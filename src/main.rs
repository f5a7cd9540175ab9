//! Space Shooter entry point
//!
//! Handles platform-specific initialization and runs the game loop.

#[cfg(target_arch = "wasm32")]
use wasm_bindgen::prelude::*;

#[cfg(target_arch = "wasm32")]
mod wasm_game {
    use std::cell::RefCell;
    use std::rc::Rc;

    use glam::Vec2;
    use wasm_bindgen::prelude::*;
    use web_sys::{Document, Event, HtmlCanvasElement, KeyboardEvent, TouchEvent};

    use space_shooter::audio::AudioManager;
    use space_shooter::hud::{HudSnapshot, Screen};
    use space_shooter::platform::web::{BrowserClock, DomHud, PageStorage};
    use space_shooter::platform::{HudSink, InputState, KeyAction, TouchButton};
    use space_shooter::consts::{DEFAULT_ARENA_HEIGHT, DEFAULT_ARENA_WIDTH};
    use space_shooter::renderer::{CanvasSurface, Surface};
    use space_shooter::sim::GamePhase;
    use space_shooter::{Game, PlatformError, Tuning};

    /// Everything the page callbacks share
    struct App {
        game: Game<PageStorage, BrowserClock>,
        input: InputState,
        audio: AudioManager,
        hud: DomHud,
        /// `None` when the page has no usable canvas; the game still runs
        surface: Option<CanvasSurface>,
        /// A requestAnimationFrame callback is pending
        loop_active: bool,
    }

    type Shared = Rc<RefCell<App>>;

    impl App {
        fn frame(&mut self) -> bool {
            let input = self.input.take_tick_input();
            self.game.frame(
                &input,
                &mut self.audio,
                &mut self.hud,
                self.surface.as_mut().map(|s| s as &mut dyn Surface),
            )
        }

        /// Publish command results and repaint
        fn sync(&mut self) {
            self.game.sync(&mut self.audio, &mut self.hud);
            if let Some(surface) = self.surface.as_mut() {
                self.game.render(surface);
            }
        }

        /// Match the canvas to its container
        fn fit_canvas(&mut self) {
            let Some(surface) = self.surface.as_ref() else {
                return;
            };
            let canvas = surface.canvas();
            let (w, h) = canvas
                .parent_element()
                .map(|parent| (parent.client_width(), parent.client_height()))
                .unwrap_or((canvas.client_width(), canvas.client_height()));
            if w <= 0 || h <= 0 {
                return;
            }
            surface.set_size(w as u32, h as u32);
            self.game.resize(w as f32, h as f32);
        }
    }

    pub fn run() -> Result<(), JsValue> {
        console_error_panic_hook::set_once();
        if console_log::init_with_level(log::Level::Info).is_err() {
            web_sys::console::warn_1(&"Logger already initialized".into());
        }

        log::info!("Space Shooter starting...");

        let window = web_sys::window().ok_or("no window")?;
        let document = window.document().ok_or("no document")?;

        let surface = open_surface(&document);
        let arena = surface
            .as_ref()
            .map(CanvasSurface::size)
            .unwrap_or(Vec2::new(DEFAULT_ARENA_WIDTH, DEFAULT_ARENA_HEIGHT));

        let seed = js_sys::Date::now() as u64;
        let game = Game::new(
            PageStorage::open(),
            BrowserClock,
            Tuning::default(),
            Vec2::new(arena.x.max(1.0), arena.y.max(1.0)),
            seed,
        );

        let mut audio = AudioManager::new();
        audio.set_master_volume(game.settings().effective_volume());

        let app = Rc::new(RefCell::new(App {
            hud: DomHud::new(document.clone()),
            game,
            input: InputState::new(),
            audio,
            surface,
            loop_active: false,
        }));

        {
            let mut a = app.borrow_mut();
            a.fit_canvas();
            let snapshot = HudSnapshot::from_state(a.game.state());
            let sound = a.game.settings().sound_enabled;
            a.hud.refresh(&snapshot);
            a.hud.show(&Screen::Start);
            a.hud.set_sound_label(sound);
            a.sync();
        }

        setup_keyboard(&app)?;
        setup_touch_controls(&document, &app)?;
        setup_buttons(&document, &app)?;
        setup_window_events(&document, &app)?;

        log::info!("Space Shooter ready (seed {})", seed);
        Ok(())
    }

    /// The `#gameCanvas` 2D surface, or `None` with a warning
    fn open_surface(document: &Document) -> Option<CanvasSurface> {
        let surface = document
            .get_element_by_id("gameCanvas")
            .and_then(|el| el.dyn_into::<HtmlCanvasElement>().ok())
            .ok_or(PlatformError::SurfaceUnavailable)
            .and_then(CanvasSurface::new);
        match surface {
            Ok(surface) => Some(surface),
            Err(e) => {
                log::warn!("{} - running without drawing", e);
                None
            }
        }
    }

    /// Apply a command, publish it, and restart the frame loop if needed
    fn command(app: &Shared, f: impl FnOnce(&mut App)) {
        let resume = {
            let mut a = app.borrow_mut();
            f(&mut *a);
            a.sync();
            let resume = a.game.state().wants_frames() && !a.loop_active;
            if resume {
                a.loop_active = true;
            }
            resume
        };
        if resume {
            request_animation_frame(app.clone());
        }
    }

    fn request_animation_frame(app: Shared) {
        let Some(window) = web_sys::window() else {
            return;
        };
        let pending = app.clone();
        let closure = Closure::once(move |_time: f64| game_loop(pending));
        if let Err(e) = window.request_animation_frame(closure.as_ref().unchecked_ref()) {
            log::error!("requestAnimationFrame failed: {:?}", e);
            app.borrow_mut().loop_active = false;
        }
        closure.forget();
    }

    fn game_loop(app: Shared) {
        let again = {
            let mut a = app.borrow_mut();
            let again = a.frame();
            a.loop_active = again;
            again
        };
        if again {
            request_animation_frame(app);
        }
    }

    fn listen<E: wasm_bindgen::convert::FromWasmAbi + 'static>(
        target: &web_sys::EventTarget,
        event: &str,
        handler: impl FnMut(E) + 'static,
    ) -> Result<(), JsValue> {
        let closure = Closure::<dyn FnMut(E)>::new(handler);
        target.add_event_listener_with_callback(event, closure.as_ref().unchecked_ref())?;
        closure.forget();
        Ok(())
    }

    fn setup_keyboard(app: &Shared) -> Result<(), JsValue> {
        let window = web_sys::window().ok_or("no window")?;

        {
            let app = app.clone();
            listen(&window, "keydown", move |event: KeyboardEvent| {
                let action = {
                    let mut a = app.borrow_mut();
                    let action = a.input.key_down(&event.key());
                    if action == KeyAction::Fire && !a.game.state().wants_frames() {
                        a.input.cancel_fire();
                    }
                    action
                };
                match action {
                    // Space would scroll the page
                    KeyAction::Fire => event.prevent_default(),
                    KeyAction::TogglePause => command(&app, |a| a.game.toggle_pause()),
                    KeyAction::None => {}
                }
            })?;
        }

        let app = app.clone();
        listen(&window, "keyup", move |event: KeyboardEvent| {
            app.borrow_mut().input.key_up(&event.key());
        })
    }

    fn setup_touch_controls(document: &Document, app: &Shared) -> Result<(), JsValue> {
        let buttons = [
            ("leftBtn", TouchButton::Left),
            ("rightBtn", TouchButton::Right),
            ("shootBtn", TouchButton::Shoot),
        ];
        for (id, button) in buttons {
            let Some(el) = document.get_element_by_id(id) else {
                log::warn!("Missing #{}", id);
                continue;
            };
            for (event, pressed) in [("touchstart", true), ("touchend", false)] {
                let app = app.clone();
                listen(&el, event, move |event: TouchEvent| {
                    event.prevent_default();
                    let mut a = app.borrow_mut();
                    if pressed && button == TouchButton::Shoot && !a.game.state().wants_frames() {
                        return;
                    }
                    a.input.touch(button, pressed);
                })?;
            }
        }
        Ok(())
    }

    fn on_click(
        document: &Document,
        id: &str,
        app: &Shared,
        handler: fn(&mut App),
    ) -> Result<(), JsValue> {
        let Some(el) = document.get_element_by_id(id) else {
            log::warn!("Missing #{}", id);
            return Ok(());
        };
        let app = app.clone();
        listen(&el, "click", move |_event: Event| command(&app, handler))
    }

    fn start(a: &mut App) {
        // First user gesture: audio may start now
        a.audio.resume();
        a.game.start();
    }

    fn setup_buttons(document: &Document, app: &Shared) -> Result<(), JsValue> {
        on_click(document, "startBtn", app, start)?;
        on_click(document, "playAgainBtn", app, start)?;
        on_click(document, "restartBtn", app, start)?;
        on_click(document, "nextLevelBtn", app, |a| {
            a.game.next_level();
        })?;
        on_click(document, "pauseBtn", app, |a| a.game.toggle_pause())?;
        on_click(document, "soundBtn", app, |a| {
            let enabled = a.game.toggle_sound();
            let volume = a.game.settings().effective_volume();
            a.audio.set_master_volume(volume);
            a.hud.set_sound_label(enabled);
        })?;
        on_click(document, "clearScoresBtn", app, |a| {
            let confirmed = web_sys::window()
                .and_then(|w| {
                    w.confirm_with_message("Are you sure you want to clear all scores?")
                        .ok()
                })
                .unwrap_or(false);
            if !confirmed {
                return;
            }
            if let Err(e) = a.game.clear_scores() {
                log::warn!("Failed to clear scores: {}", e);
            }
        })?;

        if let Some(btn) = document.get_element_by_id("fullscreenBtn") {
            listen(&btn, "click", move |_event: Event| {
                let Some(document) = web_sys::window().and_then(|w| w.document()) else {
                    return;
                };
                let result = if document.fullscreen_element().is_some() {
                    document.exit_fullscreen();
                    Ok(())
                } else {
                    let container = document
                        .get_element_by_id("gameCanvas")
                        .and_then(|canvas| canvas.parent_element());
                    match container {
                        Some(container) => container.request_fullscreen(),
                        None => Ok(()),
                    }
                };
                if let Err(e) = result {
                    log::info!("Fullscreen failed: {:?}", e);
                }
            })?;
        }
        Ok(())
    }

    fn setup_window_events(document: &Document, app: &Shared) -> Result<(), JsValue> {
        let window = web_sys::window().ok_or("no window")?;

        {
            let app = app.clone();
            listen(&window, "resize", move |_event: Event| {
                command(&app, App::fit_canvas);
            })?;
        }

        // Keys released while unfocused never deliver keyup
        {
            let app = app.clone();
            listen(&window, "blur", move |_event: Event| {
                app.borrow_mut().input.release_all();
            })?;
        }

        let app = app.clone();
        let doc = document.clone();
        listen(document, "visibilitychange", move |_event: Event| {
            if doc.visibility_state() != web_sys::VisibilityState::Hidden {
                return;
            }
            let running = app.borrow().game.state().phase == GamePhase::Running;
            if running {
                log::info!("Auto-paused (tab hidden)");
                command(&app, |a| a.game.toggle_pause());
            }
        })
    }
}

#[cfg(target_arch = "wasm32")]
#[wasm_bindgen(start)]
pub fn wasm_main() -> Result<(), JsValue> {
    wasm_game::run()
}

#[cfg(not(target_arch = "wasm32"))]
fn main() {
    env_logger::init();
    log::info!("Space Shooter (native) starting...");
    log::info!("The playable build runs in the browser - use `trunk serve`");

    let seed = std::env::args()
        .nth(1)
        .and_then(|arg| arg.parse().ok())
        .unwrap_or(1);
    autopilot(seed);
}

#[cfg(target_arch = "wasm32")]
fn main() {
    // WASM entry point is wasm_main, this is just to satisfy the compiler
}

/// Headless run with a weaving, always-firing ship
#[cfg(not(target_arch = "wasm32"))]
fn autopilot(seed: u64) {
    use glam::Vec2;
    use space_shooter::consts::{DEFAULT_ARENA_HEIGHT, DEFAULT_ARENA_WIDTH};
    use space_shooter::platform::{LogHud, ManualClock, MemoryStorage, NullAudio};
    use space_shooter::sim::{GamePhase, TickInput};
    use space_shooter::{Game, Tuning};

    const FRAME_MS: f64 = 1000.0 / 60.0;
    const MAX_FRAMES: u32 = 60 * 60 * 5;

    let mut game = Game::new(
        MemoryStorage::new(),
        ManualClock::new(0.0),
        Tuning::default(),
        Vec2::new(DEFAULT_ARENA_WIDTH, DEFAULT_ARENA_HEIGHT),
        seed,
    );
    let mut hud = LogHud;
    game.start();

    for frame in 0..MAX_FRAMES {
        game.clock_mut().advance(FRAME_MS);
        let sweep_left = (frame / 90) % 2 == 0;
        let input = TickInput {
            left: sweep_left,
            right: !sweep_left,
            fire: true,
        };
        if game.frame(&input, &mut NullAudio, &mut hud, None) {
            continue;
        }
        match game.state().phase {
            GamePhase::LevelComplete => {
                game.next_level();
            }
            _ => break,
        }
    }

    let state = game.state();
    println!(
        "Seed {}: {:?} at level {} with score {} ({} aliens destroyed)",
        seed, state.phase, state.level, state.score, state.aliens_destroyed
    );
}
//! Audio system using Web Audio API
//!
//! Procedurally generated sound effects - no external files needed!

use web_sys::{AudioContext, AudioContextState, GainNode, OscillatorNode, OscillatorType};

use crate::error::PlatformError;
use crate::platform::AudioSink;
use crate::sim::SoundCue;

/// Audio manager for the game
pub struct AudioManager {
    ctx: Option<AudioContext>,
    master_volume: f32,
}

impl Default for AudioManager {
    fn default() -> Self {
        Self::new()
    }
}

impl AudioManager {
    pub fn new() -> Self {
        // Try to create audio context (may fail if not in secure context)
        let ctx = AudioContext::new().ok();
        if ctx.is_none() {
            log::warn!("Failed to create AudioContext - audio disabled");
        }
        Self {
            ctx,
            master_volume: 0.8,
        }
    }

    /// Resume audio context (required after user gesture)
    pub fn resume(&self) {
        if let Some(ctx) = &self.ctx {
            let _ = ctx.resume();
        }
    }

    /// Set master volume (0.0 - 1.0)
    pub fn set_master_volume(&mut self, vol: f32) {
        self.master_volume = vol.clamp(0.0, 1.0);
    }

    // === Sound generators ===

    /// Create an oscillator with gain envelope
    fn create_osc(
        &self,
        ctx: &AudioContext,
        freq: f32,
        osc_type: OscillatorType,
    ) -> Result<(OscillatorNode, GainNode), PlatformError> {
        let rejected = |e: wasm_bindgen::JsValue| PlatformError::AudioRejected(format!("{:?}", e));
        let osc = ctx.create_oscillator().map_err(rejected)?;
        let gain = ctx.create_gain().map_err(rejected)?;

        osc.set_type(osc_type);
        osc.frequency().set_value(freq);
        osc.connect_with_audio_node(&gain).map_err(rejected)?;
        gain.connect_with_audio_node(&ctx.destination())
            .map_err(rejected)?;

        Ok((osc, gain))
    }

    /// Shot - short falling chirp
    fn play_shoot(&self, ctx: &AudioContext, vol: f32) -> Result<(), PlatformError> {
        let (osc, gain) = self.create_osc(ctx, 900.0, OscillatorType::Square)?;
        let t = ctx.current_time();

        gain.gain().set_value_at_time(vol * 0.15, t).ok();
        gain.gain()
            .exponential_ramp_to_value_at_time(0.01, t + 0.08)
            .ok();
        osc.frequency().set_value_at_time(900.0, t).ok();
        osc.frequency()
            .exponential_ramp_to_value_at_time(300.0, t + 0.08)
            .ok();

        osc.start().ok();
        osc.stop_with_when(t + 0.1).ok();
        Ok(())
    }

    /// Alien destroyed - boom with a crack on top
    fn play_explosion(&self, ctx: &AudioContext, vol: f32) -> Result<(), PlatformError> {
        let (osc, gain) = self.create_osc(ctx, 100.0, OscillatorType::Sawtooth)?;
        let t = ctx.current_time();

        gain.gain().set_value_at_time(vol * 0.5, t).ok();
        gain.gain()
            .exponential_ramp_to_value_at_time(0.01, t + 0.4)
            .ok();
        osc.frequency().set_value_at_time(100.0, t).ok();
        osc.frequency()
            .exponential_ramp_to_value_at_time(30.0, t + 0.4)
            .ok();

        osc.start().ok();
        osc.stop_with_when(t + 0.5).ok();

        // High frequency crack
        let (crack, crack_gain) = self.create_osc(ctx, 1500.0, OscillatorType::Square)?;
        crack_gain.gain().set_value_at_time(vol * 0.2, t).ok();
        crack_gain
            .gain()
            .exponential_ramp_to_value_at_time(0.01, t + 0.1)
            .ok();
        crack.start().ok();
        crack.stop_with_when(t + 0.15).ok();
        Ok(())
    }

    /// Power-up collected - rising arpeggio
    fn play_power_up(&self, ctx: &AudioContext, vol: f32) -> Result<(), PlatformError> {
        for (i, freq) in [600.0, 800.0, 1000.0].iter().enumerate() {
            let delay = i as f64 * 0.08;
            let (osc, gain) = self.create_osc(ctx, *freq, OscillatorType::Sine)?;
            let t = ctx.current_time() + delay;
            gain.gain().set_value_at_time(vol * 0.25, t).ok();
            gain.gain()
                .exponential_ramp_to_value_at_time(0.01, t + 0.15)
                .ok();
            osc.start_with_when(t).ok();
            osc.stop_with_when(t + 0.2).ok();
        }
        Ok(())
    }
}

impl AudioSink for AudioManager {
    fn play(&mut self, cue: SoundCue) -> Result<(), PlatformError> {
        let vol = self.master_volume;
        if vol <= 0.0 {
            return Ok(());
        }

        let ctx = self.ctx.as_ref().ok_or(PlatformError::AudioUnavailable)?;

        // Resume context if suspended (browsers require user gesture)
        if ctx.state() == AudioContextState::Suspended {
            let _ = ctx.resume();
        }

        match cue {
            SoundCue::Shoot => self.play_shoot(ctx, vol),
            SoundCue::Explosion => self.play_explosion(ctx, vol),
            SoundCue::PowerUp => self.play_power_up(ctx, vol),
        }
    }
}
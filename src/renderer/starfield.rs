//! Static background stars
//!
//! Generated once per arena size, then redrawn unchanged every frame.

use glam::Vec2;
use rand::Rng;

use super::Surface;
use crate::sim::Rect;

#[derive(Debug, Clone, PartialEq)]
pub struct Star {
    pub pos: Vec2,
    /// Side length of the square dot (1..3)
    pub size: f32,
    /// Alpha (0.5..1)
    pub brightness: f32,
}

#[derive(Debug, Clone, Default)]
pub struct Starfield {
    pub stars: Vec<Star>,
}

impl Starfield {
    pub fn generate(arena: Vec2, count: usize, rng: &mut impl Rng) -> Self {
        let stars = (0..count)
            .map(|_| Star {
                pos: Vec2::new(rng.random::<f32>() * arena.x, rng.random::<f32>() * arena.y),
                size: rng.random::<f32>() * 2.0 + 1.0,
                brightness: rng.random::<f32>() * 0.5 + 0.5,
            })
            .collect();
        Self { stars }
    }

    pub fn draw(&self, surface: &mut dyn Surface) {
        for star in &self.stars {
            let color = format!("rgba(255, 255, 255, {:.2})", star.brightness);
            surface.fill_rect(
                Rect::new(star.pos.x, star.pos.y, star.size, star.size),
                &color,
            );
        }
    }
}
//! Data-driven game balance
//!
//! Probabilities are per tick, timers are in milliseconds.

/// Balance knobs for spawning, power-up timers and level pacing
#[derive(Debug, Clone, PartialEq)]
pub struct Tuning {
    /// Base per-tick alien spawn probability
    pub alien_spawn_base: f64,
    /// Extra alien spawn probability per level
    pub alien_spawn_per_level: f64,
    /// Per-tick chance that a power-up drops from the top
    pub power_up_chance: f64,
    /// Chance that a destroyed alien earns another power-up roll
    pub kill_drop_chance: f64,
    /// Default delay between shots
    pub shoot_delay_ms: f64,
    /// Delay between shots while rapid fire is active
    pub rapid_shoot_delay_ms: f64,
    /// Shield duration
    pub shield_duration_ms: f64,
    /// Rapid fire duration
    pub rapid_fire_duration_ms: f64,
    /// Kills required per level (multiplied by the level number)
    pub kills_per_level: u32,
}

impl Default for Tuning {
    fn default() -> Self {
        Self {
            alien_spawn_base: 0.02,
            alien_spawn_per_level: 0.005,
            power_up_chance: 0.01,
            kill_drop_chance: 0.1,
            shoot_delay_ms: 300.0,
            rapid_shoot_delay_ms: 100.0,
            shield_duration_ms: 10_000.0,
            rapid_fire_duration_ms: 8_000.0,
            kills_per_level: 10,
        }
    }
}

impl Tuning {
    /// Per-tick alien spawn probability for a level
    pub fn alien_spawn_rate(&self, level: u32) -> f64 {
        self.alien_spawn_base + level as f64 * self.alien_spawn_per_level
    }

    /// Kills needed before a level can complete
    pub fn kills_to_clear(&self, level: u32) -> u32 {
        level.saturating_mul(self.kills_per_level)
    }

    /// Tuning with every random spawn disabled (scripted scenarios, demos)
    pub fn without_spawns() -> Self {
        Self {
            alien_spawn_base: 0.0,
            alien_spawn_per_level: 0.0,
            power_up_chance: 0.0,
            kill_drop_chance: 0.0,
            ..Self::default()
        }
    }
}

#[cfg(test)]
mod tests {
    use super::*;

    #[test]
    fn test_spawn_rate_scales_with_level() {
        let tuning = Tuning::default();
        assert!((tuning.alien_spawn_rate(1) - 0.025).abs() < 1e-9);
        assert!((tuning.alien_spawn_rate(4) - 0.04).abs() < 1e-9);
    }

    #[test]
    fn test_kills_to_clear() {
        let tuning = Tuning::default();
        assert_eq!(tuning.kills_to_clear(1), 10);
        assert_eq!(tuning.kills_to_clear(3), 30);
    }

    #[test]
    fn test_without_spawns_keeps_timers() {
        let tuning = Tuning::without_spawns();
        assert_eq!(tuning.alien_spawn_rate(50), 0.0);
        assert_eq!(tuning.shoot_delay_ms, 300.0);
    }
}
//! Frame driver
//!
//! Owns the session together with its persistent side: settings, the stored
//! high score and the clock. Each frame ticks the simulation once, hands the
//! resulting events to the audio and HUD sinks, and paints the scene.

use glam::Vec2;
use rand::SeedableRng;
use rand_pcg::Pcg32;

use crate::consts::STAR_COUNT;
use crate::error::PlatformError;
use crate::hud::{HudSnapshot, Screen};
use crate::persistence;
use crate::platform::{AudioSink, Clock, HudSink, Storage};
use crate::renderer::{self, RenderOptions, Starfield, Surface};
use crate::settings::Settings;
use crate::sim::{GameEvent, GamePhase, GameState, TickInput, tick};
use crate::tuning::Tuning;

/// Stream id separating the starfield RNG from the simulation's
const SKY_STREAM: u64 = 0x5ca1_ab1e;

pub struct Game<S: Storage, C: Clock> {
    state: GameState,
    settings: Settings,
    storage: S,
    clock: C,
    starfield: Starfield,
    sky_rng: Pcg32,
    /// High score as currently persisted
    stored_high_score: u64,
    /// Set when the last finished run beat the stored high score
    new_high_score: bool,
    /// Phase seen at the last sync, to detect overlay changes
    last_phase: GamePhase,
}

impl<S: Storage, C: Clock> Game<S, C> {
    pub fn new(storage: S, clock: C, tuning: Tuning, arena: Vec2, seed: u64) -> Self {
        let settings = Settings::load(&storage);
        let stored_high_score = persistence::load_high_score(&storage);

        let mut state = GameState::new(seed, arena, tuning, stored_high_score);
        state.sound_enabled = settings.sound_enabled;

        let mut sky_rng = Pcg32::new(seed, SKY_STREAM);
        let starfield = Starfield::generate(arena, STAR_COUNT, &mut sky_rng);

        log::info!(
            "Game ready (seed {}, high score {})",
            seed,
            stored_high_score
        );

        Self {
            state,
            settings,
            storage,
            clock,
            starfield,
            sky_rng,
            stored_high_score,
            new_high_score: false,
            last_phase: GamePhase::Idle,
        }
    }

    pub fn state(&self) -> &GameState {
        &self.state
    }

    pub fn settings(&self) -> &Settings {
        &self.settings
    }

    pub fn storage(&self) -> &S {
        &self.storage
    }

    pub fn clock_mut(&mut self) -> &mut C {
        &mut self.clock
    }

    pub fn stored_high_score(&self) -> u64 {
        self.stored_high_score
    }

    /// Start a new run (also used for play again and restart)
    ///
    /// A run abandoned mid-session still keeps its record.
    pub fn start(&mut self) {
        if self.state.is_running() {
            self.save_high_score(self.state.score);
        }
        self.new_high_score = false;
        self.state.start();
    }

    pub fn toggle_pause(&mut self) {
        self.state.toggle_pause();
    }

    /// Continue after a level is complete; returns false in any other phase
    pub fn next_level(&mut self) -> bool {
        self.state.advance_level()
    }

    /// Flip sound on/off and persist the choice; returns the new setting
    pub fn toggle_sound(&mut self) -> bool {
        let enabled = self.state.toggle_sound();
        self.settings.sound_enabled = enabled;
        if let Err(e) = self.settings.save(&mut self.storage) {
            log::warn!("Failed to save settings: {}", e);
        }
        enabled
    }

    /// Adopt a new canvas size; the sky is regenerated to fill it
    pub fn resize(&mut self, width: f32, height: f32) {
        self.state.resize(width, height);
        self.starfield = Starfield::generate(self.state.arena, STAR_COUNT, &mut self.sky_rng);
    }

    /// Forget the persisted high score
    pub fn clear_scores(&mut self) -> Result<(), PlatformError> {
        persistence::clear_high_score(&mut self.storage)?;
        self.stored_high_score = 0;
        self.state.high_score = self.state.score;
        self.state.refresh_hud();
        log::info!("High score cleared");
        Ok(())
    }

    /// Run one animation frame; returns whether another frame should be scheduled
    pub fn frame(
        &mut self,
        input: &TickInput,
        audio: &mut impl AudioSink,
        hud: &mut impl HudSink,
        surface: Option<&mut dyn Surface>,
    ) -> bool {
        if self.state.phase == GamePhase::Running {
            let now = self.clock.now_ms();
            tick(&mut self.state, input, now);
        }

        self.sync(audio, hud);

        if let Some(surface) = surface {
            self.render(surface);
        }

        self.state.wants_frames()
    }

    /// Deliver pending events and overlay changes to the sinks
    pub fn sync(&mut self, audio: &mut impl AudioSink, hud: &mut impl HudSink) {
        let mut hud_dirty = false;
        for event in self.state.drain_events() {
            match event {
                GameEvent::Sound(cue) => {
                    if let Err(e) = audio.play(cue) {
                        log::warn!("Sound {:?} failed: {}", cue, e);
                    }
                }
                GameEvent::HudChanged => hud_dirty = true,
                GameEvent::LevelComplete => {}
                GameEvent::GameOver => self.record_high_score(),
            }
        }

        if hud_dirty {
            hud.refresh(&HudSnapshot::from_state(&self.state));
        }

        if self.state.phase != self.last_phase {
            hud.show(&Screen::for_state(&self.state, self.new_high_score));
            self.last_phase = self.state.phase;
        }
    }

    pub fn render(&self, surface: &mut dyn Surface) {
        renderer::draw_frame(
            &self.state,
            &self.starfield,
            RenderOptions::from(&self.settings),
            surface,
        );
    }

    /// Persist the final score if it beats the stored one
    fn record_high_score(&mut self) {
        if self.save_high_score(self.state.score) {
            self.new_high_score = true;
        }
    }

    /// Write `score` when it beats the stored value; returns whether it did
    fn save_high_score(&mut self, score: u64) -> bool {
        if score <= self.stored_high_score {
            return false;
        }
        match persistence::save_high_score(&mut self.storage, score) {
            Ok(()) => {
                log::info!("New high score: {}", score);
                self.stored_high_score = score;
            }
            Err(e) => log::warn!("Failed to save high score: {}", e),
        }
        true
    }
}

TASK OBJECTIVE: Please copy only the lines between the first line of the entries and the line with "use std::rc::Rc;", keeping those two end lines as well, exactly as written.

SOLUTION FOR THIS PROBLEM:
filename src/main.rs
repository f5a7cd9540175ab9
//! Space Shooter entry point
//!
//! Handles platform-specific initialization and runs the game loop.

#[cfg(target_arch = "wasm32")]
use wasm_bindgen::prelude::*;

#[cfg(target_arch = "wasm32")]
mod wasm_game {
    use std::cell::RefCell;
    use std::rc::Rc;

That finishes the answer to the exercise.